//! Recurrence patterns for protocol task definitions.
//!
//! Stored as short descriptors (`none`, `daily`, `hourly`, `every_6_hours`,
//! `weekly`). Parsing is strict: an unknown descriptor is an error here, and
//! only the resolver's raw-descriptor path downgrades it to a warning.

use std::num::NonZeroU32;
use std::str::FromStr;

use serde::{Deserialize, Serialize};
use thiserror::Error;

#[derive(Error, Debug, Clone, PartialEq, Eq)]
pub enum RecurrenceError {
    #[error("Unrecognized recurrence descriptor: {0}")]
    Unrecognized(String),

    #[error("Recurrence interval must be at least one hour")]
    ZeroInterval,
}

/// How often a task definition repeats after its first occurrence.
#[derive(Debug, Clone, Copy, PartialEq, Eq, Hash, Serialize, Deserialize)]
#[serde(tag = "kind", rename_all = "snake_case")]
pub enum Recurrence {
    None,
    Daily,
    Hourly,
    EveryNHours { hours: NonZeroU32 },
    Weekly,
}

impl Recurrence {
    /// Spacing between occurrences in hours. `None` for a one-off task.
    pub fn step_hours(&self) -> Option<u64> {
        match self {
            Recurrence::None => None,
            Recurrence::Hourly => Some(1),
            Recurrence::EveryNHours { hours } => Some(u64::from(hours.get())),
            Recurrence::Daily => Some(24),
            Recurrence::Weekly => Some(24 * 7),
        }
    }

    /// Storage descriptor.
    pub fn descriptor(&self) -> String {
        match self {
            Recurrence::None => "none".into(),
            Recurrence::Daily => "daily".into(),
            Recurrence::Hourly => "hourly".into(),
            Recurrence::EveryNHours { hours } => format!("every_{hours}_hours"),
            Recurrence::Weekly => "weekly".into(),
        }
    }

    pub fn every_n_hours(hours: u32) -> Result<Self, RecurrenceError> {
        NonZeroU32::new(hours)
            .map(|hours| Recurrence::EveryNHours { hours })
            .ok_or(RecurrenceError::ZeroInterval)
    }
}

impl std::fmt::Display for Recurrence {
    fn fmt(&self, f: &mut std::fmt::Formatter<'_>) -> std::fmt::Result {
        f.write_str(&self.descriptor())
    }
}

impl FromStr for Recurrence {
    type Err = RecurrenceError;

    fn from_str(s: &str) -> Result<Self, Self::Err> {
        let normalized = s.trim().to_ascii_lowercase();
        match normalized.as_str() {
            "none" => Ok(Recurrence::None),
            "daily" => Ok(Recurrence::Daily),
            "hourly" => Ok(Recurrence::Hourly),
            "weekly" => Ok(Recurrence::Weekly),
            other => {
                let hours = other
                    .strip_prefix("every_")
                    .and_then(|rest| rest.strip_suffix("_hours"))
                    .and_then(|n| n.parse::<u32>().ok())
                    .ok_or_else(|| RecurrenceError::Unrecognized(s.to_string()))?;
                Recurrence::every_n_hours(hours)
            }
        }
    }
}

/// Recurrence pattern plus an optional inclusive end bound.
///
/// `end_day_offset` is measured from the anchor date, like the definition's
/// own `day_offset`.
#[derive(Debug, Clone, Copy, PartialEq, Eq, Serialize, Deserialize)]
pub struct RecurrenceRule {
    pub pattern: Recurrence,
    #[serde(default, skip_serializing_if = "Option::is_none")]
    pub end_day_offset: Option<i32>,
}

impl RecurrenceRule {
    pub fn once() -> Self {
        Self {
            pattern: Recurrence::None,
            end_day_offset: None,
        }
    }

    pub fn new(pattern: Recurrence) -> Self {
        Self {
            pattern,
            end_day_offset: None,
        }
    }

    pub fn until_day(mut self, end_day_offset: i32) -> Self {
        self.end_day_offset = Some(end_day_offset);
        self
    }
}

impl Default for RecurrenceRule {
    fn default() -> Self {
        Self::once()
    }
}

Assignment:
An exact reproduction of all the entries, complete to the last line, is needed.

Reply to the exercise:
//! Recurrence patterns for protocol task definitions.
//!
//! Stored as short descriptors (`none`, `daily`, `hourly`, `every_6_hours`,
//! `weekly`). Parsing is strict: an unknown descriptor is an error here, and
//! only the resolver's raw-descriptor path downgrades it to a warning.

use std::num::NonZeroU32;
use std::str::FromStr;

use serde::{Deserialize, Serialize};
use thiserror::Error;

#[derive(Error, Debug, Clone, PartialEq, Eq)]
pub enum RecurrenceError {
    #[error("Unrecognized recurrence descriptor: {0}")]
    Unrecognized(String),

    #[error("Recurrence interval must be at least one hour")]
    ZeroInterval,
}

/// How often a task definition repeats after its first occurrence.
#[derive(Debug, Clone, Copy, PartialEq, Eq, Hash, Serialize, Deserialize)]
#[serde(tag = "kind", rename_all = "snake_case")]
pub enum Recurrence {
    None,
    Daily,
    Hourly,
    EveryNHours { hours: NonZeroU32 },
    Weekly,
}

impl Recurrence {
    /// Spacing between occurrences in hours. `None` for a one-off task.
    pub fn step_hours(&self) -> Option<u64> {
        match self {
            Recurrence::None => None,
            Recurrence::Hourly => Some(1),
            Recurrence::EveryNHours { hours } => Some(u64::from(hours.get())),
            Recurrence::Daily => Some(24),
            Recurrence::Weekly => Some(24 * 7),
        }
    }

    /// Storage descriptor.
    pub fn descriptor(&self) -> String {
        match self {
            Recurrence::None => "none".into(),
            Recurrence::Daily => "daily".into(),
            Recurrence::Hourly => "hourly".into(),
            Recurrence::EveryNHours { hours } => format!("every_{hours}_hours"),
            Recurrence::Weekly => "weekly".into(),
        }
    }

    pub fn every_n_hours(hours: u32) -> Result<Self, RecurrenceError> {
        NonZeroU32::new(hours)
            .map(|hours| Recurrence::EveryNHours { hours })
            .ok_or(RecurrenceError::ZeroInterval)
    }
}

impl std::fmt::Display for Recurrence {
    fn fmt(&self, f: &mut std::fmt::Formatter<'_>) -> std::fmt::Result {
        f.write_str(&self.descriptor())
    }
}

impl FromStr for Recurrence {
    type Err = RecurrenceError;

    fn from_str(s: &str) -> Result<Self, Self::Err> {
        let normalized = s.trim().to_ascii_lowercase();
        match normalized.as_str() {
            "none" => Ok(Recurrence::None),
            "daily" => Ok(Recurrence::Daily),
            "hourly" => Ok(Recurrence::Hourly),
            "weekly" => Ok(Recurrence::Weekly),
            other => {
                let hours = other
                    .strip_prefix("every_")
                    .and_then(|rest| rest.strip_suffix("_hours"))
                    .and_then(|n| n.parse::<u32>().ok())
                    .ok_or_else(|| RecurrenceError::Unrecognized(s.to_string()))?;
                Recurrence::every_n_hours(hours)
            }
        }
    }
}

/// Recurrence pattern plus an optional inclusive end bound.
///
/// `end_day_offset` is measured from the anchor date, like the definition's
/// own `day_offset`.
#[derive(Debug, Clone, Copy, PartialEq, Eq, Serialize, Deserialize)]
pub struct RecurrenceRule {
    pub pattern: Recurrence,
    #[serde(default, skip_serializing_if = "Option::is_none")]
    pub end_day_offset: Option<i32>,
}

impl RecurrenceRule {
    pub fn once() -> Self {
        Self {
            pattern: Recurrence::None,
            end_day_offset: None,
        }
    }

    pub fn new(pattern: Recurrence) -> Self {
        Self {
            pattern,
            end_day_offset: None,
        }
    }

    pub fn until_day(mut self, end_day_offset: i32) -> Self {
        self.end_day_offset = Some(end_day_offset);
        self
    }
}

impl Default for RecurrenceRule {
    fn default() -> Self {
        Self::once()
    }
}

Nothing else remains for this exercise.